START PROVIDED ENTRIES
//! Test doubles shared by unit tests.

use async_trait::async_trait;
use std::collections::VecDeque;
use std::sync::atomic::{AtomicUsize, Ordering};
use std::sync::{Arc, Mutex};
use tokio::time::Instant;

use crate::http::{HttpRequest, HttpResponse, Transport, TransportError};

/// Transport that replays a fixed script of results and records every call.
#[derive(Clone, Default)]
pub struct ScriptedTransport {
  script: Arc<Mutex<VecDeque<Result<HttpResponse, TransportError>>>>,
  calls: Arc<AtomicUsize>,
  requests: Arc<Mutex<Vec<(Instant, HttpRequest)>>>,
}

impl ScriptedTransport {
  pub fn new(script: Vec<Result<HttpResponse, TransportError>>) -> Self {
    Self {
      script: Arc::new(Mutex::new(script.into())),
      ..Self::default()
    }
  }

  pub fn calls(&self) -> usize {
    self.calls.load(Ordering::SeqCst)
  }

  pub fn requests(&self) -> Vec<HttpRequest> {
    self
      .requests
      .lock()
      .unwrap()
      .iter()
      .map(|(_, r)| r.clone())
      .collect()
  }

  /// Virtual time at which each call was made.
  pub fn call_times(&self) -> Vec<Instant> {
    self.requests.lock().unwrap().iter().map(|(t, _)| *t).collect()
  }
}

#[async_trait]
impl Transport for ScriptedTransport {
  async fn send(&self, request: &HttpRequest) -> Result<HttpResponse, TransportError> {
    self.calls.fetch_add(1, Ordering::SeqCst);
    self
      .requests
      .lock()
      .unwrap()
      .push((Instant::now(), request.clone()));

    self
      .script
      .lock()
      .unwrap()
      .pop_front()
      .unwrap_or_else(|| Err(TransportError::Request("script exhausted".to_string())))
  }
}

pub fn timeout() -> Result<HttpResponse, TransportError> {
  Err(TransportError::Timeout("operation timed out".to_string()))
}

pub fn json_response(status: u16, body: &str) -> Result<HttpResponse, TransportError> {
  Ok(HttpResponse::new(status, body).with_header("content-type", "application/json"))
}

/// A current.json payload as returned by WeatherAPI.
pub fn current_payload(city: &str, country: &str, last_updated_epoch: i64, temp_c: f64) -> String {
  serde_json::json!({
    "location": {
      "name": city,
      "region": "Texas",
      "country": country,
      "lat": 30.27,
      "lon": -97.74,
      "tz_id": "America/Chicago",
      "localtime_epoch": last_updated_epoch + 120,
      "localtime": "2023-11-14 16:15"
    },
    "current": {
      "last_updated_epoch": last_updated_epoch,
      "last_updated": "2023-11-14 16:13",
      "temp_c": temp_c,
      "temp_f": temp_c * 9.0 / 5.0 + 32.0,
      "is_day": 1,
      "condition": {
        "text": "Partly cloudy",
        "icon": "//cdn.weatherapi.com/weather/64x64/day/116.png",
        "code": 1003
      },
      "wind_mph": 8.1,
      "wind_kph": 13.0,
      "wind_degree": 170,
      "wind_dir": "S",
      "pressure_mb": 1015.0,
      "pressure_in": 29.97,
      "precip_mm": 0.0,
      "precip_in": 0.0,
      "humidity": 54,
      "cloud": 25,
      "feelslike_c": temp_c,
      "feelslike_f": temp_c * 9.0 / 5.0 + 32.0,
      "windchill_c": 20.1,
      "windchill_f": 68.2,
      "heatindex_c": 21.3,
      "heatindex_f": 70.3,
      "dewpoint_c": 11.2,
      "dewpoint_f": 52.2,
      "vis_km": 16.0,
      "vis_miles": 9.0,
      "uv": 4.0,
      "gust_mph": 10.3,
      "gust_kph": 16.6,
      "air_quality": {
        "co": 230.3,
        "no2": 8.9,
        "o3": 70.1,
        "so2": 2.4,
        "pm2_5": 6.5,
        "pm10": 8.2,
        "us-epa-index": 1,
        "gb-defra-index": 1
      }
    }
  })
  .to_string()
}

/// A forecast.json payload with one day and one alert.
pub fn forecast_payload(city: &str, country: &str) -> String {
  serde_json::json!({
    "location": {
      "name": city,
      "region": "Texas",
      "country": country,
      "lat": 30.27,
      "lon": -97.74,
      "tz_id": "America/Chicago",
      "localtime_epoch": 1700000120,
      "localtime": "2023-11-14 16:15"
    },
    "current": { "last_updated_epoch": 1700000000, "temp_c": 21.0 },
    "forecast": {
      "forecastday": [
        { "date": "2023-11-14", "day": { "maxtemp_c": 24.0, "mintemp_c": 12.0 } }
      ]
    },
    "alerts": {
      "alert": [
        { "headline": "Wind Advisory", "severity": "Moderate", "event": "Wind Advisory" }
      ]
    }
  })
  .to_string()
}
END PROVIDED ENTRIES
START PROVIDED ENTRIES
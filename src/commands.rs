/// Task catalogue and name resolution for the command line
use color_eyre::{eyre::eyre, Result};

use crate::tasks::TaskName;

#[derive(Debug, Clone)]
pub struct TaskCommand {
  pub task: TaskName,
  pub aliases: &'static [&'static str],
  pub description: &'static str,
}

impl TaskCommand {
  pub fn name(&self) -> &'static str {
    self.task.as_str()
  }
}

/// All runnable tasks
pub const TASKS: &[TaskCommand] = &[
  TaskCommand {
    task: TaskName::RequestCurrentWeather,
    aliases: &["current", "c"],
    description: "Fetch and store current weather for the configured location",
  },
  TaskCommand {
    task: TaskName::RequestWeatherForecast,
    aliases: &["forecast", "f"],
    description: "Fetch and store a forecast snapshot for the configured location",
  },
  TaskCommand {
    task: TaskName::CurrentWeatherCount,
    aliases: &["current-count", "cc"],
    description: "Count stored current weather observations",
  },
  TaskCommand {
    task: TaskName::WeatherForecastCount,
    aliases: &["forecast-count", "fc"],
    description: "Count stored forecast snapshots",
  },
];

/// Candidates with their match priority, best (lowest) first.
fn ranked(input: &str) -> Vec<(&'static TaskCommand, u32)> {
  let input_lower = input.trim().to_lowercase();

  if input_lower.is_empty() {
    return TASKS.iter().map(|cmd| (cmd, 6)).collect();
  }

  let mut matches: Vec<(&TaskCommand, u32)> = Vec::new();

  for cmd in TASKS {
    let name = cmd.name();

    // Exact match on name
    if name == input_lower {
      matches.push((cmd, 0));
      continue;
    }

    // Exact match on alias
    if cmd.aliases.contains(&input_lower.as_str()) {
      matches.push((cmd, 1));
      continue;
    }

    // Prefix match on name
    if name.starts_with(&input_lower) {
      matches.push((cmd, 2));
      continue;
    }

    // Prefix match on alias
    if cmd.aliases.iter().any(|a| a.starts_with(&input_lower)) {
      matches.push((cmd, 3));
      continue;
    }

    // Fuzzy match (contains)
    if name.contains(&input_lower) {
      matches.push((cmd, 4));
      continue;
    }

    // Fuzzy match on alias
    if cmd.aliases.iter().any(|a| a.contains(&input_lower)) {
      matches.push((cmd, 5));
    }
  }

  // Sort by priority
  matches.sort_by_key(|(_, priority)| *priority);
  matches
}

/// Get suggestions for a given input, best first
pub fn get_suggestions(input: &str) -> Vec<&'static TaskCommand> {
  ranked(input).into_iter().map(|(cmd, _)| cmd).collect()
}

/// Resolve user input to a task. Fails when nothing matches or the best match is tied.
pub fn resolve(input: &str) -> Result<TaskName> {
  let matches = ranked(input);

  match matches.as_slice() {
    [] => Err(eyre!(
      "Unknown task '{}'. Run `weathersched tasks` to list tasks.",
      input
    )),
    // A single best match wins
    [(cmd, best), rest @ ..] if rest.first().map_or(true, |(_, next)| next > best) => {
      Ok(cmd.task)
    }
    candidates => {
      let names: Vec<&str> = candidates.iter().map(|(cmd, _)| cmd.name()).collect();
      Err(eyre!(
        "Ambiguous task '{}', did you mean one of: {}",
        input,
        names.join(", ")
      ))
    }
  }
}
END PROVIDED ENTRIES
**REQUIRED ACTION**
Lines to set down from above: the line with "by unit tests.", the line with "records every call.", and every line between, each exactly as written.

**FINAL ANSWER**
//! Test doubles shared by unit tests.

use async_trait::async_trait;
use std::collections::VecDeque;
use std::sync::atomic::{AtomicUsize, Ordering};
use std::sync::{Arc, Mutex};
use tokio::time::Instant;

use crate::http::{HttpRequest, HttpResponse, Transport, TransportError};

/// Transport that replays a fixed script of results and records every call.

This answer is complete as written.